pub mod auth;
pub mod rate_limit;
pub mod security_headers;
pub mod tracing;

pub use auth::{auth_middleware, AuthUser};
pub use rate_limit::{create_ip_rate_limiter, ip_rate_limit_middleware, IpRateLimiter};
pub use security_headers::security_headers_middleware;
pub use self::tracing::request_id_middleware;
****
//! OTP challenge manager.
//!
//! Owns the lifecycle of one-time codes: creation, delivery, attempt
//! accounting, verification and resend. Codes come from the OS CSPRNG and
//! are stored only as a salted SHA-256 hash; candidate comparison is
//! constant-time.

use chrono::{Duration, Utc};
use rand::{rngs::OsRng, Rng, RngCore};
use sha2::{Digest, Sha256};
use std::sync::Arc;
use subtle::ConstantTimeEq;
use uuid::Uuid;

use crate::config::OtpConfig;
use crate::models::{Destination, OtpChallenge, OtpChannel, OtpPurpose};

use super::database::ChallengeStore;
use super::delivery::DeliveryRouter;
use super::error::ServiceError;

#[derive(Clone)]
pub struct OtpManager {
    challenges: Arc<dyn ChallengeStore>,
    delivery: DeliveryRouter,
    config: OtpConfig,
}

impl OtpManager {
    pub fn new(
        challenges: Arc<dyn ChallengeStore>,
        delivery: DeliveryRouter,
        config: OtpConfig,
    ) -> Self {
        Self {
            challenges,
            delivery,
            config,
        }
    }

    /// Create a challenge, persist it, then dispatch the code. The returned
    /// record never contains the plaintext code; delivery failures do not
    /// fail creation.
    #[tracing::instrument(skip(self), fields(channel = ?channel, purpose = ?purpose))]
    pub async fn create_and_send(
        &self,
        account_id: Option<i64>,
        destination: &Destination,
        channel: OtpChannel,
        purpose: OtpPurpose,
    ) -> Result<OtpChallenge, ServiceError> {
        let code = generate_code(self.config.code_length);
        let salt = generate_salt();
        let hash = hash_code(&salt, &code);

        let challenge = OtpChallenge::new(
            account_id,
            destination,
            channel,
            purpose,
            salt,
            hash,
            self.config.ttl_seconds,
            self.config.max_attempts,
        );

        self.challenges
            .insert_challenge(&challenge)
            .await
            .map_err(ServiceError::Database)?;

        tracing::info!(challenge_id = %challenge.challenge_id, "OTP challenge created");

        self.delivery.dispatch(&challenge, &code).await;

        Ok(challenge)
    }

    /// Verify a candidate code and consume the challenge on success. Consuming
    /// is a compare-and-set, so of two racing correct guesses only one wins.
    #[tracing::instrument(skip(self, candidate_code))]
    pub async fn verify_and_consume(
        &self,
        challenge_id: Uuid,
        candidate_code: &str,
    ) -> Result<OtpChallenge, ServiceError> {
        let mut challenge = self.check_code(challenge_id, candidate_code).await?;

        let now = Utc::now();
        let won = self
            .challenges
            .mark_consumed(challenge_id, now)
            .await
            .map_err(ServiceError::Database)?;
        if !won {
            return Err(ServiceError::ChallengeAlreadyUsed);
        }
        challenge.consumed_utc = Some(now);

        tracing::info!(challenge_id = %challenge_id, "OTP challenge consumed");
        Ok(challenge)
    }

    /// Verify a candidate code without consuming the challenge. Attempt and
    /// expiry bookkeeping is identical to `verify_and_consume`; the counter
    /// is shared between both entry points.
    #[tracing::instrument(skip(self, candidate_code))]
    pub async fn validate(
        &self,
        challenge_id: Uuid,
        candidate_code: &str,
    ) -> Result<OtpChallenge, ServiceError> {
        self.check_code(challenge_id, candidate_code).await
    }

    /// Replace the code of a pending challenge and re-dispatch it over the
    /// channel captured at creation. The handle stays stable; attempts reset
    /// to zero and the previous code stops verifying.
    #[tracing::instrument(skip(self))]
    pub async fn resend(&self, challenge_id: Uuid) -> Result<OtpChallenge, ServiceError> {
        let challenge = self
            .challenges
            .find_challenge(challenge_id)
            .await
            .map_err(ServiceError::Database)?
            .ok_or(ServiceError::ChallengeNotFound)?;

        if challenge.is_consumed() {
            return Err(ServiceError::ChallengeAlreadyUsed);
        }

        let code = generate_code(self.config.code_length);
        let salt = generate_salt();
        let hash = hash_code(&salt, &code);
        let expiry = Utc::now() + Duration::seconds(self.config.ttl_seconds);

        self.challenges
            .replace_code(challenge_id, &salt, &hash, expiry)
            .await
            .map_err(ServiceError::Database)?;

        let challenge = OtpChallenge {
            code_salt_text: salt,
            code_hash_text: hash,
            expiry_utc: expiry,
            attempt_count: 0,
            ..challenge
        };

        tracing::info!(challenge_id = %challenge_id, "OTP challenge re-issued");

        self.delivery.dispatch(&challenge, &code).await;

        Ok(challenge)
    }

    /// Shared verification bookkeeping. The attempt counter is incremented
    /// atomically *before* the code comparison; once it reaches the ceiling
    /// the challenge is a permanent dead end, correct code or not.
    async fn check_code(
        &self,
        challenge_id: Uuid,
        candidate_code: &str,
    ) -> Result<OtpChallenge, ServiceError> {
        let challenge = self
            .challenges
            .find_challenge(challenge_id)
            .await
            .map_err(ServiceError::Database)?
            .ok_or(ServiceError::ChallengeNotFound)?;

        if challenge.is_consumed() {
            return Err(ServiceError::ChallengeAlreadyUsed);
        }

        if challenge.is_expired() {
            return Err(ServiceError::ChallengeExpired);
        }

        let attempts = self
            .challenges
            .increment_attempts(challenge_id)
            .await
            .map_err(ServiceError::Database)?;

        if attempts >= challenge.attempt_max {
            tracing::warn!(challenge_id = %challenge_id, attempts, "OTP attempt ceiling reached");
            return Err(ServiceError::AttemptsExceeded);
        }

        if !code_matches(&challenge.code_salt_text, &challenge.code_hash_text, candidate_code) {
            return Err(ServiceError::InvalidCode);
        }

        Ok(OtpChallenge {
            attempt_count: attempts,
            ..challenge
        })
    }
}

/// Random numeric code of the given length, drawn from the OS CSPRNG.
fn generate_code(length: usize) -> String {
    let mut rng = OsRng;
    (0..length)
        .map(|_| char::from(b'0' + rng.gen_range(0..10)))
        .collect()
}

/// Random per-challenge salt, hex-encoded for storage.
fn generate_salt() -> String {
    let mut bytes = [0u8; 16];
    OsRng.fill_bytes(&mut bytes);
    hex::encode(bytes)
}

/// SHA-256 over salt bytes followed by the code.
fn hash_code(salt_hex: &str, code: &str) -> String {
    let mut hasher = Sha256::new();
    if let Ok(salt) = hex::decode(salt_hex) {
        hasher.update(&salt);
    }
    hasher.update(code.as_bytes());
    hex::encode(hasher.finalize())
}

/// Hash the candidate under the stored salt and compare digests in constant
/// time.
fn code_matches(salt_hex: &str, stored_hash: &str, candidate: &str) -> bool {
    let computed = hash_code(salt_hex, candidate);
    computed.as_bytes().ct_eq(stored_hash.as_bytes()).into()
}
****
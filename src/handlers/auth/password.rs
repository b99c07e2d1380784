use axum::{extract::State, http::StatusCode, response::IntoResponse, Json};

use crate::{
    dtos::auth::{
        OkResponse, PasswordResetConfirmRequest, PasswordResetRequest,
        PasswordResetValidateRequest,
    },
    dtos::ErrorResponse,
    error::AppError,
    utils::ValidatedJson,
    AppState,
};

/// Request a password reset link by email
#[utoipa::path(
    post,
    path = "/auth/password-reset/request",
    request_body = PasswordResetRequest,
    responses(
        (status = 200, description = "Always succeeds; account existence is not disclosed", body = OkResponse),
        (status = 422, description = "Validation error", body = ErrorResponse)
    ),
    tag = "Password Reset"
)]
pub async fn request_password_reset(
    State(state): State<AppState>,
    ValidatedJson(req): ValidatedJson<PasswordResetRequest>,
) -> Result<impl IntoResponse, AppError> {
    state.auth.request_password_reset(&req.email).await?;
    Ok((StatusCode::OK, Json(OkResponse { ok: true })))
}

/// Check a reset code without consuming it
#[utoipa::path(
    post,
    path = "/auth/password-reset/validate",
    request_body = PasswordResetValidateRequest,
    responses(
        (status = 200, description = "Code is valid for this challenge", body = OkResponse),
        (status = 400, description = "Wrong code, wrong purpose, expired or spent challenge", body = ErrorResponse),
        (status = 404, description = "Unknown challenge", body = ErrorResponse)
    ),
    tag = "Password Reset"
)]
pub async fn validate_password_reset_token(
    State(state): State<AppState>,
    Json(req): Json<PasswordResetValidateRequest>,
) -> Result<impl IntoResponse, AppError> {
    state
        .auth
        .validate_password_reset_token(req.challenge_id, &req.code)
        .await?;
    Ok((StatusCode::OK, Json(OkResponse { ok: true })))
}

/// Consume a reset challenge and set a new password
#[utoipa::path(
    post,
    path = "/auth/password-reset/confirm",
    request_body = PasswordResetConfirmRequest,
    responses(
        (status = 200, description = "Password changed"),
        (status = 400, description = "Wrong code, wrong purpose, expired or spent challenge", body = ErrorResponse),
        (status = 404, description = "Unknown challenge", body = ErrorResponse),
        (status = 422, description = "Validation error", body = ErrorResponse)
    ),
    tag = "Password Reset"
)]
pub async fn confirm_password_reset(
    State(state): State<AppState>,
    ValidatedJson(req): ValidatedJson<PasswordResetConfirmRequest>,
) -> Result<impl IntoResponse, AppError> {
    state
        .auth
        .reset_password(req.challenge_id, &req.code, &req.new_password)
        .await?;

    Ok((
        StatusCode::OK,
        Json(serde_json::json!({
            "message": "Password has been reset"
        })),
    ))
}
****
__What is being asked__
Where the data above reaches the line holding "pub mod auth;", begin printing, and stop after the line holding "pub use self::tracing::request_id_middleware;". Each line must be reproduced exactly, with nothing else added.

__Written reply__
pub mod auth;
pub mod rate_limit;
pub mod security_headers;
pub mod tracing;

pub use auth::{auth_middleware, AuthUser};
pub use rate_limit::{create_ip_rate_limiter, ip_rate_limit_middleware, IpRateLimiter};
pub use security_headers::security_headers_middleware;
pub use self::tracing::request_id_middleware;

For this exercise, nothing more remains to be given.